* _Requirement_: Extract from the listing each line in which the word "true" appears.

* _Supplied material_:
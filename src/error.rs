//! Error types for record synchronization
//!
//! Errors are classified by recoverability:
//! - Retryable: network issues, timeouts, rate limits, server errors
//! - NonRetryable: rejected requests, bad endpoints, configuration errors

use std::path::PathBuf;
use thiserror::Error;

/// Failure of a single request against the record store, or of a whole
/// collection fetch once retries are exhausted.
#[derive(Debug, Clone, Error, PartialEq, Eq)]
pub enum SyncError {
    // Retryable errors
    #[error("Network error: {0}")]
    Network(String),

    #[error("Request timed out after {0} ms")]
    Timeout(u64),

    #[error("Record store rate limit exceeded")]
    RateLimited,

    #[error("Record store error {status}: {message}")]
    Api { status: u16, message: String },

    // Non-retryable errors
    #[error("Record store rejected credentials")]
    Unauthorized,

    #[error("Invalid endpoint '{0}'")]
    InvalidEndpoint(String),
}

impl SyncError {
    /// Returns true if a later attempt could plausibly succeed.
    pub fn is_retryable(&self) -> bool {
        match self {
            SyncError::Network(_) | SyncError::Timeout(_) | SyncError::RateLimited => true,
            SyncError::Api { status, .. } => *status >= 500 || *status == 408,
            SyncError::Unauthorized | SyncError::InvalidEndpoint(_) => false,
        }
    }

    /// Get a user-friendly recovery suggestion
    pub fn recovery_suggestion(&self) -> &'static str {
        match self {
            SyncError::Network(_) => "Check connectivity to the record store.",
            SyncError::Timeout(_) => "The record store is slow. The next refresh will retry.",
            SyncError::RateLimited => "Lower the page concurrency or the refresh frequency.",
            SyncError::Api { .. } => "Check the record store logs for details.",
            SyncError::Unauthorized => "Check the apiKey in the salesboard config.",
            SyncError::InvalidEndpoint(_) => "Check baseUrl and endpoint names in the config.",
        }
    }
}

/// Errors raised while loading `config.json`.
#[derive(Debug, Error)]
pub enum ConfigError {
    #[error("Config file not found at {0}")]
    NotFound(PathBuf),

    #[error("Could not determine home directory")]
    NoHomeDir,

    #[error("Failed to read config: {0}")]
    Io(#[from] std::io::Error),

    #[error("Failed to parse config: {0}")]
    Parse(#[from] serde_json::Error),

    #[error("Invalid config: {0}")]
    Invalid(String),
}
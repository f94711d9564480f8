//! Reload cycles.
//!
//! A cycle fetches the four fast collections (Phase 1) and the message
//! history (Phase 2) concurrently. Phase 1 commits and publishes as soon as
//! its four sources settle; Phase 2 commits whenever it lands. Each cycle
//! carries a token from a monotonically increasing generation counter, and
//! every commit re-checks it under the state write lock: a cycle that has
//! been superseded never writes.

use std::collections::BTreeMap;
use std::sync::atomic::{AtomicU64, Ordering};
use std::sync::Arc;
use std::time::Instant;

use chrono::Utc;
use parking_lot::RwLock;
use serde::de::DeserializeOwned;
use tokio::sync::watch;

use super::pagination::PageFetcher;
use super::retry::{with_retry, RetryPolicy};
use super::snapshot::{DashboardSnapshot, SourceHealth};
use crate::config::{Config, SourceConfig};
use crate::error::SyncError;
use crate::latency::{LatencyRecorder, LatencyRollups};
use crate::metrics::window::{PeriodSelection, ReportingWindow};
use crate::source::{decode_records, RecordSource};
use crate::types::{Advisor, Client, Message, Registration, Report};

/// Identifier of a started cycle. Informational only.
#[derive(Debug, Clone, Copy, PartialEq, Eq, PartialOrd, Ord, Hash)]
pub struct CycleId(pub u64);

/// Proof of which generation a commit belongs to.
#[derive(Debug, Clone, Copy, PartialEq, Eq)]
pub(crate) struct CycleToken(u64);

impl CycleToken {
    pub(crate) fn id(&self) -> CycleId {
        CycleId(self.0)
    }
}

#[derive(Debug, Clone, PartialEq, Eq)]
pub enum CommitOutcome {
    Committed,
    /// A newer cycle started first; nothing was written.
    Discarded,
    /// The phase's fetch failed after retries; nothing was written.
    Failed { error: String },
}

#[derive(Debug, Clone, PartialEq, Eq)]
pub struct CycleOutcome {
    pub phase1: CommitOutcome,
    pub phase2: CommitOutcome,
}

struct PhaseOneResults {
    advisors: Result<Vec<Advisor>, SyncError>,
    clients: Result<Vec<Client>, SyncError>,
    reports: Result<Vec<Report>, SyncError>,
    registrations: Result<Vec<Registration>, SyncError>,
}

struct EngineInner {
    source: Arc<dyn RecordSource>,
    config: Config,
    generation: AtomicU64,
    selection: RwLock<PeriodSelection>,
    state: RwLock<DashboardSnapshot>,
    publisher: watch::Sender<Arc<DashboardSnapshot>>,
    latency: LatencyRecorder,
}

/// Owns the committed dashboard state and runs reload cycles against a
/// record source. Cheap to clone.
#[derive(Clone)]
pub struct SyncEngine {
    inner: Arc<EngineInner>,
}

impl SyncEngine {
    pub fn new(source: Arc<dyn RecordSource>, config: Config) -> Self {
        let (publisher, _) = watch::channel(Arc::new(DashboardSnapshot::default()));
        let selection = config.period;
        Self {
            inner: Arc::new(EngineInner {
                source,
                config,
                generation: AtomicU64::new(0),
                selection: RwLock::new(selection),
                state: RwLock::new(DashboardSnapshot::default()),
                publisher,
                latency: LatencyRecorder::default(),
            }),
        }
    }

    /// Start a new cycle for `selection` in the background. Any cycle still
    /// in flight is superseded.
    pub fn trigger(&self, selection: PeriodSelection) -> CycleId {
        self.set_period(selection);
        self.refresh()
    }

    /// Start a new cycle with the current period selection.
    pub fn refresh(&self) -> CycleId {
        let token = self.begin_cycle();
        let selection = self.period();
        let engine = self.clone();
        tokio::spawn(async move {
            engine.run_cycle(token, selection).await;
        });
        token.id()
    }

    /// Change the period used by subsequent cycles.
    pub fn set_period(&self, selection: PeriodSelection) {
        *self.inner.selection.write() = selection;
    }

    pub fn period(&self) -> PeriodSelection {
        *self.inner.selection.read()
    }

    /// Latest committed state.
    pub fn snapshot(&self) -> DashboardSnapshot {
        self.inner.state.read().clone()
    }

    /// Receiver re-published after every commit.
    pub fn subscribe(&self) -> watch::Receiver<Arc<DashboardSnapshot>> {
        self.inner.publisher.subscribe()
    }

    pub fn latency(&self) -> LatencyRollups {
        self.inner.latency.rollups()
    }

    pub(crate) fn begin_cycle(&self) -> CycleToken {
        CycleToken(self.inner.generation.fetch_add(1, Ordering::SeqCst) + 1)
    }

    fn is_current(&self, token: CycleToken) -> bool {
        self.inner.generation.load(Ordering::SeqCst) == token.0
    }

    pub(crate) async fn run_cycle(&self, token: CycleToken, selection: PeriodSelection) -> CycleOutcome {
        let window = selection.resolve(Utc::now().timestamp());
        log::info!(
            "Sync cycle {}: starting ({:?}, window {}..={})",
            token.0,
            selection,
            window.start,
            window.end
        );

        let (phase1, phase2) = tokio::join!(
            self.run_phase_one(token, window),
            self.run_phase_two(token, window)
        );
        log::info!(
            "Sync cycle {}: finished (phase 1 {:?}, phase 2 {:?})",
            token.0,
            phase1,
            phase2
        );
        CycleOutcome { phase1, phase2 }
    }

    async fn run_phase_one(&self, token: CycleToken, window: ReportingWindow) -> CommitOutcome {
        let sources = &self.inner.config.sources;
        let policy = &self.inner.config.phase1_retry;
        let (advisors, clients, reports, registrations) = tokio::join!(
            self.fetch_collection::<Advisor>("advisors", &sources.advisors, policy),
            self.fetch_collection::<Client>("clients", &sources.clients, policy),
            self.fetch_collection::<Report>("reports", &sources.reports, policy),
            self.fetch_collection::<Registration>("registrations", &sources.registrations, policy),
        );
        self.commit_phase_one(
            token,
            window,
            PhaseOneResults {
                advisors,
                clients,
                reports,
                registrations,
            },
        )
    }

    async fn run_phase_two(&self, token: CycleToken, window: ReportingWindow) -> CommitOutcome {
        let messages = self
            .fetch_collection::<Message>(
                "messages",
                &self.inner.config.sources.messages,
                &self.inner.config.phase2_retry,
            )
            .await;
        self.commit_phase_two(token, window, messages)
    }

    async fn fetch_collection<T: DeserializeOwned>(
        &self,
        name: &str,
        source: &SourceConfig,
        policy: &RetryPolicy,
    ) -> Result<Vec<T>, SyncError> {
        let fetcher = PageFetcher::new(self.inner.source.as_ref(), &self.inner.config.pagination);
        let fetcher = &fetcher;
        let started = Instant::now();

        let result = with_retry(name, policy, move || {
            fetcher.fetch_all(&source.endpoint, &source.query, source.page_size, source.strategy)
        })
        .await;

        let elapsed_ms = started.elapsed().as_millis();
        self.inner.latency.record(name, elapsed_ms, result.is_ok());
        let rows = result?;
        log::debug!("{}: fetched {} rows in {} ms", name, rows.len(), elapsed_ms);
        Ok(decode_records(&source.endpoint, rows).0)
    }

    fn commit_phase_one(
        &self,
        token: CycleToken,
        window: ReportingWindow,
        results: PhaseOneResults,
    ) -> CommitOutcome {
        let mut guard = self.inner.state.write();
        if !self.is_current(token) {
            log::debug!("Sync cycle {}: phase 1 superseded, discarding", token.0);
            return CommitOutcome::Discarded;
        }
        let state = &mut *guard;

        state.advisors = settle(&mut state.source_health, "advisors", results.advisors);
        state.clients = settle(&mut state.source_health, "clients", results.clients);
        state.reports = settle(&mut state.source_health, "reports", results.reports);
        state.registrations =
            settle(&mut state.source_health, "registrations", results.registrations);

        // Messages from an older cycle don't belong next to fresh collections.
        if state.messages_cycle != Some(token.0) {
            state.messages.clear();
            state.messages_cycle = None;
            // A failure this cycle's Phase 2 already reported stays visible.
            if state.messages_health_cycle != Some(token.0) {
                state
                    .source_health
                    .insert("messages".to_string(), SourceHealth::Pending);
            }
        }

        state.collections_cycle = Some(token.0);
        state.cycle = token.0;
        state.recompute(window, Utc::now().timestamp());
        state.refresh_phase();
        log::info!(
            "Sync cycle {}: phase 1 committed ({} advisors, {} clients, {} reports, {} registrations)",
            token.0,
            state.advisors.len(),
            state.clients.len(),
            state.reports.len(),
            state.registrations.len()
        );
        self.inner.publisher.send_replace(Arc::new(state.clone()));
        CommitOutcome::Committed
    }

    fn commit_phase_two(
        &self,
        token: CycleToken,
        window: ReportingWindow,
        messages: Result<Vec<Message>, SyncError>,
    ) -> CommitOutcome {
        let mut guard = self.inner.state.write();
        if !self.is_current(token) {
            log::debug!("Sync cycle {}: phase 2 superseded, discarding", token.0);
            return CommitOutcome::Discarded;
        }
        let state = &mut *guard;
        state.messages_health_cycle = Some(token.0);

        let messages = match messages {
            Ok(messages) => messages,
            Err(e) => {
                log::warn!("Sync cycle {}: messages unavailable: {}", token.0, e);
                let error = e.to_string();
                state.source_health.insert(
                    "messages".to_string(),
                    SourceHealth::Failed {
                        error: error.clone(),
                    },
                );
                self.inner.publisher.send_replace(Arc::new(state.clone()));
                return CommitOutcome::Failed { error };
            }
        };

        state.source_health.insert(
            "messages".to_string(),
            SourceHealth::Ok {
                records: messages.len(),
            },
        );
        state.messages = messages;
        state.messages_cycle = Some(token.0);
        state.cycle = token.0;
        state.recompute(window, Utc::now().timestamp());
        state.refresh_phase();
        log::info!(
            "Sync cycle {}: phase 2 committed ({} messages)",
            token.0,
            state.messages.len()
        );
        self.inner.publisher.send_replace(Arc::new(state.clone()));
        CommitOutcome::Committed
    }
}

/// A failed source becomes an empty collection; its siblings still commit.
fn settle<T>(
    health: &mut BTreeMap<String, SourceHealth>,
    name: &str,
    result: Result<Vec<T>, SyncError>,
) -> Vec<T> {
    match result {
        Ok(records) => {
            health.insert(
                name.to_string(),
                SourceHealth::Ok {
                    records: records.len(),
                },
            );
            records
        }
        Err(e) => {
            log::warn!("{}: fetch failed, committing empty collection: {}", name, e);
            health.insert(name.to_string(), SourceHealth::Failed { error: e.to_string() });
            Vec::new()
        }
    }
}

* _Result_:
    /// Returns true if a later attempt could plausibly succeed.
            SyncError::Network(_) | SyncError::Timeout(_) | SyncError::RateLimited => true,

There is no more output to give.